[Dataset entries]
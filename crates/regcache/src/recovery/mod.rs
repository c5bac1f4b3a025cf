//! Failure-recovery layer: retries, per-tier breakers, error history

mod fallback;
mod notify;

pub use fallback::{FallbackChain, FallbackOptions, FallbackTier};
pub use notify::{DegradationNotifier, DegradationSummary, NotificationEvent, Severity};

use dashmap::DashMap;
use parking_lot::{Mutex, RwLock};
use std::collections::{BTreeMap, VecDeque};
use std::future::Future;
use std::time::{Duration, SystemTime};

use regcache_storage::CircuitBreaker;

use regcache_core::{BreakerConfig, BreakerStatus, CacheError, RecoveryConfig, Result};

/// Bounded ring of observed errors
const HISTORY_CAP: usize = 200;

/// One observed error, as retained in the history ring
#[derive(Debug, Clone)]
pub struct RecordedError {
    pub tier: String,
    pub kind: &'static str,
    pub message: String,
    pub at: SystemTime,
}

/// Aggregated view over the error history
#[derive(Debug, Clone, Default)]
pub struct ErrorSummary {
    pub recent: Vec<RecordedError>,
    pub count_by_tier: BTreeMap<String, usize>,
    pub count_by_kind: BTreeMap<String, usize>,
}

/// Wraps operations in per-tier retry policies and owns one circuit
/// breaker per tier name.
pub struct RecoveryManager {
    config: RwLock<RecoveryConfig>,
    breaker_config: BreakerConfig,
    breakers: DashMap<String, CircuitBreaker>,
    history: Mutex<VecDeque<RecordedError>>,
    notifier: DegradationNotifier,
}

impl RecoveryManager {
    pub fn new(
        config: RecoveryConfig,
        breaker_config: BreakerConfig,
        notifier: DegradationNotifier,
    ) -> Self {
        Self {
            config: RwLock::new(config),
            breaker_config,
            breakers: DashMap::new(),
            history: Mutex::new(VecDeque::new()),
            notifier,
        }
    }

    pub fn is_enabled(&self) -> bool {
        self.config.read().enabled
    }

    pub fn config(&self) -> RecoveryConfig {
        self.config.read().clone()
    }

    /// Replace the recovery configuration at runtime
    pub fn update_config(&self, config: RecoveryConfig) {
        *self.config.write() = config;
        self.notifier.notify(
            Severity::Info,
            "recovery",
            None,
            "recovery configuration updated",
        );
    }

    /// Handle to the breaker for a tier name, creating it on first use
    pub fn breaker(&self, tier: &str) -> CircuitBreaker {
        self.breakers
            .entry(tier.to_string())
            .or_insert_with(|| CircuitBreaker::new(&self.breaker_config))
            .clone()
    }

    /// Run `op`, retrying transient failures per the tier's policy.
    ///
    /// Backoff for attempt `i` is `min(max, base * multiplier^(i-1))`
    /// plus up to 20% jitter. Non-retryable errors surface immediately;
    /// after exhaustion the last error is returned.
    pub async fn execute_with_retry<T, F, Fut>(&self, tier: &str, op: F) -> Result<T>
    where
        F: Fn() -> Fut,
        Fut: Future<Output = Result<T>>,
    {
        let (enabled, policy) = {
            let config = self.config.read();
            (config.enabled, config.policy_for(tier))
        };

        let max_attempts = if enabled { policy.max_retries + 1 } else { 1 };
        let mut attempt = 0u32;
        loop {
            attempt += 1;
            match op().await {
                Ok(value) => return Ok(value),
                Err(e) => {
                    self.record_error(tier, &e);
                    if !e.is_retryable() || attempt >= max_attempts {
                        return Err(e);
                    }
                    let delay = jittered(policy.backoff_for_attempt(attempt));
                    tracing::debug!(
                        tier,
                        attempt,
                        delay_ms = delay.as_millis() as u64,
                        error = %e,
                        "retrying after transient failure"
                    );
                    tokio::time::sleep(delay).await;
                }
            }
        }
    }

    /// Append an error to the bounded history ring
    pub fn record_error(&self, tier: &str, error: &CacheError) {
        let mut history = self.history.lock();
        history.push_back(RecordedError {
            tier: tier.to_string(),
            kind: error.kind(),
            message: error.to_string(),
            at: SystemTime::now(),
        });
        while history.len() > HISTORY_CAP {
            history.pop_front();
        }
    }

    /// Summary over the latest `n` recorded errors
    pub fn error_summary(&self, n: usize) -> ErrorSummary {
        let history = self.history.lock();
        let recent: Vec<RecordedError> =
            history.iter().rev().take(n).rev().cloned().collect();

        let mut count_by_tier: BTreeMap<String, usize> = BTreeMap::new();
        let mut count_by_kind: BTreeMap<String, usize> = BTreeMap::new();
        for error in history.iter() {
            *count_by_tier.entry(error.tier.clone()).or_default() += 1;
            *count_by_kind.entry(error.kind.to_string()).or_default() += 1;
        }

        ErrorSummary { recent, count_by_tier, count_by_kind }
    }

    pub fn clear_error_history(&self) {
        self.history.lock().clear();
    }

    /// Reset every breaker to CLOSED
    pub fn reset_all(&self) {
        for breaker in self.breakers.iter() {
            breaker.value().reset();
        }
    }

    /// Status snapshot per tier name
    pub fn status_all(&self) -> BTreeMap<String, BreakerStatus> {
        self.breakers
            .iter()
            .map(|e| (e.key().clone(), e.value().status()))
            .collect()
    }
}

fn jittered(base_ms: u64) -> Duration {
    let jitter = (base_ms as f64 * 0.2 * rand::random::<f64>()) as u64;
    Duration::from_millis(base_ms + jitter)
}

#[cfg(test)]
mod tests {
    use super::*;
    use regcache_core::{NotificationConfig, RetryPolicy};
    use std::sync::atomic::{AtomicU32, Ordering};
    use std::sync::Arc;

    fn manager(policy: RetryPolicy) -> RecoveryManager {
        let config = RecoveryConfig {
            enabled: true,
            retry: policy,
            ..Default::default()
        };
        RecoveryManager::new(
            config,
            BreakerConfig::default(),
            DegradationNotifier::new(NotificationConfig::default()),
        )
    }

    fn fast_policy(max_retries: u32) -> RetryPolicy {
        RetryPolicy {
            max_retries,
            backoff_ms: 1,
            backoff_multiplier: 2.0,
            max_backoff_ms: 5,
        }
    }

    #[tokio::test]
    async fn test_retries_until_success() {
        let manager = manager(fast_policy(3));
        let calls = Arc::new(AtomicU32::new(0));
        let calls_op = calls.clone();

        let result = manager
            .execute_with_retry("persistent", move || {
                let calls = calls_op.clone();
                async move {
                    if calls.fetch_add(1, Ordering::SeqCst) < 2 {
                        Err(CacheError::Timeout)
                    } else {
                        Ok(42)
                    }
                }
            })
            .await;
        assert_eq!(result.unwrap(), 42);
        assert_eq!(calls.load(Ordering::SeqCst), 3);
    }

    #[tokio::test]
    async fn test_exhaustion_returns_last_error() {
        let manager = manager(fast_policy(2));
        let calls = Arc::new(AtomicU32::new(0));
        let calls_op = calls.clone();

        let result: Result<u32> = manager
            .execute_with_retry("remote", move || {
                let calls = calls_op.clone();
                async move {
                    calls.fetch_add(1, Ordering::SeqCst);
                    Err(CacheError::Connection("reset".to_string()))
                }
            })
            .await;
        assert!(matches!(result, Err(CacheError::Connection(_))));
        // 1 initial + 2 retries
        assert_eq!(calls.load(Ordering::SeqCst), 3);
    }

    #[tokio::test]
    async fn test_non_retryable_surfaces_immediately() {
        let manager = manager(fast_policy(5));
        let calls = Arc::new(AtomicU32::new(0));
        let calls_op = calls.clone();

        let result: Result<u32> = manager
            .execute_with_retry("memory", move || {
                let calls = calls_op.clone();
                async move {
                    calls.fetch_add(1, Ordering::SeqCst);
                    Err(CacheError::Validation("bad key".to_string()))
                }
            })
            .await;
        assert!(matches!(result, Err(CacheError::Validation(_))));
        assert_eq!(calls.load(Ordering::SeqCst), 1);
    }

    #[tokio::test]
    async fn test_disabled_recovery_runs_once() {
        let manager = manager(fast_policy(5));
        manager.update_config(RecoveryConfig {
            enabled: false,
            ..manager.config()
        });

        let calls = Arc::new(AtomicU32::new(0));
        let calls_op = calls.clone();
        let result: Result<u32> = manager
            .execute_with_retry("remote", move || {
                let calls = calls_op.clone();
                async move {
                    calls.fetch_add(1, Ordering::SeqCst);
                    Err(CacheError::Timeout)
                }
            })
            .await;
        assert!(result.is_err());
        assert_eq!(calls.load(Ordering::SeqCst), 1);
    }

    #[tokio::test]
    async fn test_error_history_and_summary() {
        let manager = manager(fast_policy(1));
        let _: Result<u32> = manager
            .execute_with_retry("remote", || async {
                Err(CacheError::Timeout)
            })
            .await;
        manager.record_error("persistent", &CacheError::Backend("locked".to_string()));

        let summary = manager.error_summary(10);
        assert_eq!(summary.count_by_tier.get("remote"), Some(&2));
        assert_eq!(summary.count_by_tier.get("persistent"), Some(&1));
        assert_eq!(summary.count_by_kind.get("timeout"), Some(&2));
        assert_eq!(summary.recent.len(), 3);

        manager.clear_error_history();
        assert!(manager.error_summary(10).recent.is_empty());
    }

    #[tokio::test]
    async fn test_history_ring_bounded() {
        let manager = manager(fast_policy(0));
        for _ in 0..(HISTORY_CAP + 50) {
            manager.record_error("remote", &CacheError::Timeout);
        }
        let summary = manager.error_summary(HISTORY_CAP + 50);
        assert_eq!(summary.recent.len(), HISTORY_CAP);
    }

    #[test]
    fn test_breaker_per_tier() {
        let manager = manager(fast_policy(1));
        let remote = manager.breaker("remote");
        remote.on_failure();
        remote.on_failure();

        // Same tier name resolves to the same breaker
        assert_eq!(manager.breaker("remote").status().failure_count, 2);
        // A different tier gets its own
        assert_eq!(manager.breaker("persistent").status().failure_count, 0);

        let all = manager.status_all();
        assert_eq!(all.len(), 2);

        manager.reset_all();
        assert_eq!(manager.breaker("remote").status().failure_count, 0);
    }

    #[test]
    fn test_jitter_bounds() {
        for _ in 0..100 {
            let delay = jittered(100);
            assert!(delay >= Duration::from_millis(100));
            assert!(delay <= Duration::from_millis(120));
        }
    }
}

Work task - All lines above with the word "matches" need to be reported.

Reply to the task -
        assert!(matches!(result, Err(CacheError::Connection(_))));
        assert!(matches!(result, Err(CacheError::Validation(_))));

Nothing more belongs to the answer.